MAD Model & Design Archive About

About

What this archive is for

This is a reference archive of physical architectural models built by students in the Model & Design elective at ETH Zürich. The models themselves rarely stay around, so the archive keeps them as a working reference — a place to see how a building can be studied at a particular scale, in a particular material, with a particular technique. Use the filters to ask practical questions (what materials suit a 1:20 model? what scales is plaster good for?) and browse the results for inspiration before building your own.

The course

052-0535-00L Model & Design (HS) / 052-0536-00L Model & Design (FS) · 3 ECTS · Thursdays 16:00–19:00 · HIL B 61

Model & Design is an elective about learning architecture through model-making. Rather than treating a model as a final presentation object, the course uses model-building as a way to investigate an existing building — testing materials, techniques, and construction principles by hand, and reflecting critically on what each model reveals.

What you'll learn

How the course works

Models are answers to a question.
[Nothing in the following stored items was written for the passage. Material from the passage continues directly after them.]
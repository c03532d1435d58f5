//! Garment table model

use std::fmt;
use std::str::FromStr;

use serde::{Deserialize, Serialize};
use thiserror::Error;

/// Unrecognised enumerated column value
#[derive(Error, Debug, Clone, PartialEq, Eq)]
#[error("unknown {column} value '{value}'")]
pub struct ModelError {
    pub column: &'static str,
    pub value: String,
}

#[derive(Debug, Clone, Copy, PartialEq, Eq, Hash, PartialOrd, Ord, Serialize, Deserialize)]
pub enum Season {
    Summer,
    Winter,
    #[serde(rename = "All Season")]
    AllSeason,
}

impl Season {
    pub const ALL: [Season; 3] = [Season::Summer, Season::Winter, Season::AllSeason];

    pub fn as_str(&self) -> &'static str {
        match self {
            Season::Summer => "Summer",
            Season::Winter => "Winter",
            Season::AllSeason => "All Season",
        }
    }
}

impl fmt::Display for Season {
    fn fmt(&self, f: &mut fmt::Formatter<'_>) -> fmt::Result {
        f.write_str(self.as_str())
    }
}

impl FromStr for Season {
    type Err = ModelError;

    fn from_str(s: &str) -> Result<Self, Self::Err> {
        Season::ALL
            .into_iter()
            .find(|season| season.as_str() == s)
            .ok_or_else(|| ModelError {
                column: "season",
                value: s.to_owned(),
            })
    }
}

/// Gender column values.
///
/// Variant order matches the text collation the grouped query sorts by.
#[derive(Debug, Clone, Copy, PartialEq, Eq, Hash, PartialOrd, Ord, Serialize, Deserialize)]
pub enum Gender {
    Female,
    Male,
    Unisex,
}

impl Gender {
    pub const ALL: [Gender; 3] = [Gender::Female, Gender::Male, Gender::Unisex];

    pub fn as_str(&self) -> &'static str {
        match self {
            Gender::Female => "Female",
            Gender::Male => "Male",
            Gender::Unisex => "Unisex",
        }
    }
}

impl fmt::Display for Gender {
    fn fmt(&self, f: &mut fmt::Formatter<'_>) -> fmt::Result {
        f.write_str(self.as_str())
    }
}

impl FromStr for Gender {
    type Err = ModelError;

    fn from_str(s: &str) -> Result<Self, Self::Err> {
        Gender::ALL
            .into_iter()
            .find(|gender| gender.as_str() == s)
            .ok_or_else(|| ModelError {
                column: "gender",
                value: s.to_owned(),
            })
    }
}

/// A stored garment row
#[derive(Debug, Clone, PartialEq, Eq, Serialize)]
pub struct Garment {
    pub id: i32,
    pub description: String,
    pub img: String,
    pub season: Season,
    pub gender: Gender,
    /// Decimal literal as text, e.g. `"147.43"`
    pub price: String,
}

/// A garment row before storage assigns its id
#[derive(Debug, Clone, PartialEq, Eq, Serialize, Deserialize)]
pub struct NewGarment {
    pub description: String,
    pub img: String,
    pub season: Season,
    pub gender: Gender,
    pub price: String,
}

impl NewGarment {
    pub fn new(
        description: impl Into<String>,
        img: impl Into<String>,
        season: Season,
        gender: Gender,
        price: impl Into<String>,
    ) -> Self {
        Self {
            description: description.into(),
            img: img.into(),
            season,
            gender,
            price: price.into(),
        }
    }

    pub fn with_id(self, id: i32) -> Garment {
        Garment {
            id,
            description: self.description,
            img: self.img,
            season: self.season,
            gender: self.gender,
            price: self.price,
        }
    }
}

/// One row of `GROUP BY gender`
#[derive(Debug, Clone, PartialEq, Eq, Serialize)]
pub struct GenderCount {
    pub gender: Gender,
    pub count: i64,
}

impl GenderCount {
    pub fn new(gender: Gender, count: i64) -> Self {
        Self { gender, count }
    }
}

impl fmt::Display for GenderCount {
    fn fmt(&self, f: &mut fmt::Formatter<'_>) -> fmt::Result {
        write!(f, "{{{}, {}}}", self.gender, self.count)
    }
}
At the start of the semester you choose a built project and frame a question to investigate through it. Over the weeks you build tests, material samples, and fabrication trials, and let what you learn guide your decisions: the model's type, scale, material, and level of detail follow from the question rather than being fixed in advance. The finished model, with its tests and documentation, becomes your answer — and a way to check whether your initial assumptions held up.

What you'll need

You should be comfortable building 3D models, drawing plans, and working with basic model-making materials. The course supports Rhino 3D and Fusion 360, but you're welcome to use tools you already know. Plan for the weekly 3-hour session in person, plus roughly 3–4 hours of independent work each week.

Reading the models: the taxonomy

Every model in the archive is described along five dimensions. Together they let you compare models and find references that match what you want to make.

Each project also carries a short description of its situated context — what the model includes and leaves out, and why — which is part of how the student framed their inquiry.